Ma un committente deve per forza acquisire la proprietà, sia pure parziale, di un proprio fasonista? In teoria no, ma di certo la stabilizzazione di un rapporto ancillare sarebbe favorita dal controllo societario. In questo Lufthansa ha dimostrato di non lesinare in passato acquisendo il controllo, tra le numerose altre, di ben tre ex compagnie di bandiera, la Austrian, la Swiss, la Sabena. Un po’ diverso l’approccio di Air France che, nell’operazione con l’olandese KLM, ha mostrato di volere valorizzare non tanto il ruolo da fasonista del vettore, ma quello di socio, sia pur di minor peso, nel progettare un comune futuro. La pulsione del vertice Ita verso l’opzione del gruppo tedesco, ad onor del vero mai dichiarata, piuttosto spesso insinuata dai commentatori, sembrerebbe pertanto indurre ad un futuro di Ita/Alitalia come capacity provider sulla falsariga di austriaci, svizzeri e belgi.

Quanto è disposto a pagare il gruppo Lufthansa per acquistare una partecipazione qualificante nella compagnia italiana? Improbabile che questo tipo di acquisto si basi sull’apprezzamento del valore futuro dell’impresa come pure Altavilla sembrerebbe paventare quando riferisce dell’elaborazione di un nuovo ennesimo piano industriale. La valutazione del prezzo del compratore si baserà, assai più facilmente, sulle marginalità che il nuovo capacity provider potrà produrre per il gruppo acquirente in termini di maggior potere nei grandi acquisti flotta; di reddito incrementale per le vendite di manutenzione, catering, handling; il minor costo commerciale di attrazione dei clienti dal decisivo mercato italiano. La sorte economica, finanziaria e patrimoniale del capacity provider non è una priorità, seppur certamente il gruppo acquirente non sarà indifferente alla stabilità economica del suo fasonista. Ma in genere, l’input del committente sarà quello di perseguire la stabilità mediante l’elevata flessibilità dei costi, in primis del lavoro.
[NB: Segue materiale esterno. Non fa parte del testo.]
//! # Writing and Parsing MathProg Data Documents
//!
//! Data documents bind the sets and parameters declared in a GNU MathProg model.
//! Only the subset of the data syntax needed by the bus scheduling models is
//! supported:
//!
//! ```text
//! set Autobuses := 1 2 3;
//! param coste_distancia := 1.5;
//! param distancia :=
//!   1 5
//!   2 10
//! ;
//! param disponibilidad : 1 2 :=
//!   1 1 0
//!   2 0 1
//! ;
//! end;
//! ```
//!
//! ## References
//!
//! - [GNU MathProg language, chapter "Model data"](https://www.gnu.org/software/glpk/)

use std::io::{self, Write};

use anyhow::Context;
use itertools::Itertools;
use nom::{
    branch::alt,
    bytes::complete::{is_not, tag},
    character::complete::{alpha1, alphanumeric1, char, multispace0, multispace1},
    combinator::{eof, map, opt, recognize},
    error::Error as NomErr,
    multi::{count, many0, many0_count, many1},
    sequence::{delimited, pair, preceded, terminated, tuple},
    IResult,
};

use super::{index, number};

/// A single statement of a data document
#[derive(Debug, Clone, PartialEq)]
pub enum Declaration {
    /// A `#` comment line
    Comment(String),
    /// A set of 1-based indices
    Set { name: String, members: Vec<usize> },
    /// A scalar parameter
    Scalar { name: String, value: f64 },
    /// A parameter indexed by one set
    Vector {
        name: String,
        entries: Vec<(usize, f64)>,
    },
    /// A parameter indexed by two sets, given as a table with one row per
    /// index of the first set
    Matrix {
        name: String,
        cols: Vec<usize>,
        rows: Vec<(usize, Vec<f64>)>,
    },
}

impl Declaration {
    /// A set holding the contiguous range `1..=n`
    #[must_use]
    pub fn range_set(name: &str, n: usize) -> Self {
        Declaration::Set {
            name: name.to_owned(),
            members: (1..=n).collect(),
        }
    }

    #[must_use]
    pub fn scalar(name: &str, value: f64) -> Self {
        Declaration::Scalar {
            name: name.to_owned(),
            value,
        }
    }

    /// A vector parameter where `values[i]` is bound to index `i + 1`
    #[must_use]
    pub fn vector(name: &str, values: &[f64]) -> Self {
        Declaration::Vector {
            name: name.to_owned(),
            entries: values
                .iter()
                .enumerate()
                .map(|(idx, &val)| (idx + 1, val))
                .collect(),
        }
    }

    /// A matrix parameter where `values[r][c]` is bound to `(r + 1, c + 1)`
    ///
    /// All rows are expected to have the length of the first one.
    #[must_use]
    pub fn matrix(name: &str, values: &[Vec<f64>]) -> Self {
        let n_cols = values.first().map_or(0, Vec::len);
        debug_assert!(values.iter().all(|row| row.len() == n_cols));
        Declaration::Matrix {
            name: name.to_owned(),
            cols: (1..=n_cols).collect(),
            rows: values
                .iter()
                .enumerate()
                .map(|(idx, row)| (idx + 1, row.clone()))
                .collect(),
        }
    }

    /// Gets the name of the declared set or parameter, if any
    #[must_use]
    pub fn name(&self) -> Option<&str> {
        match self {
            Declaration::Comment(_) => None,
            Declaration::Set { name, .. }
            | Declaration::Scalar { name, .. }
            | Declaration::Vector { name, .. }
            | Declaration::Matrix { name, .. } => Some(name),
        }
    }
}

/// A MathProg data document as an ordered list of declarations
///
/// Sets must come before parameters that are indexed over them. The document is
/// written with a closing `end;`.
#[derive(Debug, Clone, Default, PartialEq)]
pub struct DataDocument {
    decls: Vec<Declaration>,
}

impl DataDocument {
    #[must_use]
    pub fn new() -> Self {
        Self::default()
    }

    /// Appends a declaration
    pub fn push(&mut self, decl: Declaration) {
        self.decls.push(decl);
    }

    #[must_use]
    pub fn declarations(&self) -> &[Declaration] {
        &self.decls
    }

    fn get(&self, name: &str) -> anyhow::Result<&Declaration> {
        self.decls
            .iter()
            .find(|decl| decl.name() == Some(name))
            .with_context(|| format!("no declaration named `{name}`"))
    }

    /// Gets the members of the set `name`
    ///
    /// # Errors
    ///
    /// If there is no set with this name
    pub fn set(&self, name: &str) -> anyhow::Result<&[usize]> {
        match self.get(name)? {
            Declaration::Set { members, .. } => Ok(members.as_slice()),
            _ => anyhow::bail!("`{name}` is not a set"),
        }
    }

    /// Gets the value of the scalar parameter `name`
    ///
    /// # Errors
    ///
    /// If there is no scalar parameter with this name
    pub fn scalar(&self, name: &str) -> anyhow::Result<f64> {
        match self.get(name)? {
            Declaration::Scalar { value, .. } => Ok(*value),
            _ => anyhow::bail!("`{name}` is not a scalar parameter"),
        }
    }

    /// Gets the entries of the vector parameter `name` as a dense vector over
    /// the indices `1..=n`
    ///
    /// # Errors
    ///
    /// If there is no vector parameter with this name or its indices are not
    /// exactly `1..=n`
    pub fn vector(&self, name: &str, n: usize) -> anyhow::Result<Vec<f64>> {
        let Declaration::Vector { entries, .. } = self.get(name)? else {
            anyhow::bail!("`{name}` is not a vector parameter");
        };
        anyhow::ensure!(
            entries.iter().map(|e| e.0).eq(1..=n),
            "`{name}` is not indexed by 1..{n}"
        );
        Ok(entries.iter().map(|e| e.1).collect())
    }

    /// Gets the matrix parameter `name` as dense rows over the indices
    /// `1..=n_rows` and `1..=n_cols`
    ///
    /// # Errors
    ///
    /// If there is no matrix parameter with this name or its indices do not
    /// match the dimensions
    pub fn matrix(
        &self,
        name: &str,
        n_rows: usize,
        n_cols: usize,
    ) -> anyhow::Result<Vec<Vec<f64>>> {
        let Declaration::Matrix { cols, rows, .. } = self.get(name)? else {
            anyhow::bail!("`{name}` is not a matrix parameter");
        };
        anyhow::ensure!(
            cols.iter().copied().eq(1..=n_cols),
            "`{name}` columns are not indexed by 1..{n_cols}"
        );
        anyhow::ensure!(
            rows.iter().map(|r| r.0).eq(1..=n_rows),
            "`{name}` rows are not indexed by 1..{n_rows}"
        );
        Ok(rows.iter().map(|r| r.1.clone()).collect())
    }
}

/// Writes a [`DataDocument`] in MathProg data syntax
///
/// # Errors
///
/// If writing fails, returns [`io::Error`]
pub fn write_data<W: Write>(writer: &mut W, doc: &DataDocument) -> io::Result<()> {
    for decl in &doc.decls {
        write_decl(writer, decl)?;
    }
    writeln!(writer, "end;")?;
    writer.flush()
}

fn write_decl<W: Write>(writer: &mut W, decl: &Declaration) -> io::Result<()> {
    match decl {
        Declaration::Comment(text) => writeln!(writer, "#{text}"),
        Declaration::Set { name, members } => {
            writeln!(writer, "set {name} := {};", members.iter().join(" "))
        }
        Declaration::Scalar { name, value } => writeln!(writer, "param {name} := {value};"),
        Declaration::Vector { name, entries } => {
            writeln!(writer, "param {name} :=")?;
            for (idx, val) in entries {
                writeln!(writer, "  {idx} {val}")?;
            }
            writeln!(writer, ";")
        }
        Declaration::Matrix { name, cols, rows } => {
            writeln!(writer, "param {name} : {} :=", cols.iter().join(" "))?;
            for (idx, vals) in rows {
                writeln!(writer, "  {idx} {}", vals.iter().join(" "))?;
            }
            writeln!(writer, ";")
        }
    }
}

/// Parses a data document as written by [`write_data`]
///
/// # Errors
///
/// If the input is not a sequence of supported declarations closed by `end;`
pub fn parse_data(input: &str) -> anyhow::Result<DataDocument> {
    let (_, decls) = terminated(
        many0(preceded(skip_blank, declaration)),
        tuple((skip_blank, tag("end"), skip_blank, char(';'), skip_blank, eof)),
    )(input)
    .map_err(|e: nom::Err<NomErr<&str>>| e.to_owned())
    .context("failed to parse MathProg data document")?;
    Ok(DataDocument { decls })
}

/// Skips whitespace between tokens
fn ws(input: &str) -> IResult<&str, ()> {
    map(multispace0, |_| ())(input)
}

/// Skips whitespace and comments between declarations
fn skip_blank(input: &str) -> IResult<&str, ()> {
    map(many0_count(alt((multispace1, comment_text))), |_| ())(input)
}

/// Recognizes a comment without producing it
fn comment_text(input: &str) -> IResult<&str, &str> {
    recognize(pair(char('#'), opt(is_not("\n\r"))))(input)
}

fn name(input: &str) -> IResult<&str, String> {
    map(
        recognize(pair(
            alt((alpha1, tag("_"))),
            many0_count(alt((alphanumeric1, tag("_")))),
        )),
        str::to_owned,
    )(input)
}

fn declaration(input: &str) -> IResult<&str, Declaration> {
    alt((set_decl, param_decl))(input)
}

fn assign(input: &str) -> IResult<&str, ()> {
    map(tuple((ws, tag(":="))), |_| ())(input)
}

fn end_decl(input: &str) -> IResult<&str, ()> {
    map(tuple((ws, char(';'))), |_| ())(input)
}

fn set_decl(input: &str) -> IResult<&str, Declaration> {
    map(
        delimited(
            tag("set"),
            pair(
                preceded(ws, name),
                preceded(assign, many0(preceded(ws, index))),
            ),
            end_decl,
        ),
        |(name, members)| Declaration::Set { name, members },
    )(input)
}

fn param_decl(input: &str) -> IResult<&str, Declaration> {
    let (input, name) = preceded(pair(tag("param"), ws), name)(input)?;
    let result = alt((
        map(
            delimited(assign, preceded(ws, number), end_decl),
            |value| Declaration::Scalar {
                name: name.clone(),
                value,
            },
        ),
        map(
            delimited(
                assign,
                many0(pair(preceded(ws, index), preceded(ws, number))),
                end_decl,
            ),
            |entries| Declaration::Vector {
                name: name.clone(),
                entries,
            },
        ),
        |input| matrix_body(input, &name),
    ))(input);
    result
}

fn matrix_body<'input>(input: &'input str, name: &str) -> IResult<&'input str, Declaration> {
    let (input, cols) = preceded(
        pair(ws, char(':')),
        terminated(many1(preceded(ws, index)), assign),
    )(input)?;
    let (input, rows) = terminated(
        many0(pair(
            preceded(ws, index),
            count(preceded(ws, number), cols.len()),
        )),
        end_decl,
    )(input)?;
    Ok((
        input,
        Declaration::Matrix {
            name: name.to_owned(),
            cols,
            rows,
        },
    ))
}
Scenario assai diverso se il rapporto tra il gruppo acquirente, si ponga Lufthansa, e Ita/Alitalia dovesse basarsi su una cessione, da parte della proprietà Ita, di un pacchetto rilevante di azioni in cambio di una partecipazione da ottenere nel gruppo. Ma per questo il portafoglio dovrebbe aprirlo l’attuale proprietario di Ita, lo Stato italiano. La capitalizzazione di borsa del gruppo è oggi pari a circa 8 euro 8 miliardi. Se il conferimento di Ita/Alitalia in transazione privata con il governo federale tedesco potrebbe creare un pacchetto iniziale, pagato carta contro carta, di qualche punto e purché si arresti rapidamente il depauperamento gestionale in corso, per poter contare davvero nel board bisognerebbe acquisire il resto dal mercato fino a raggiungere una soglia almeno del 10%.

Se questo visionario progetto dovesse prender vita, il protagonista dovrebbe essere il governo italiano, non certo la società Ita. Ma se questo investimento desse vita a un vero gruppo “New European Airline” magari ne varrebbe la pena.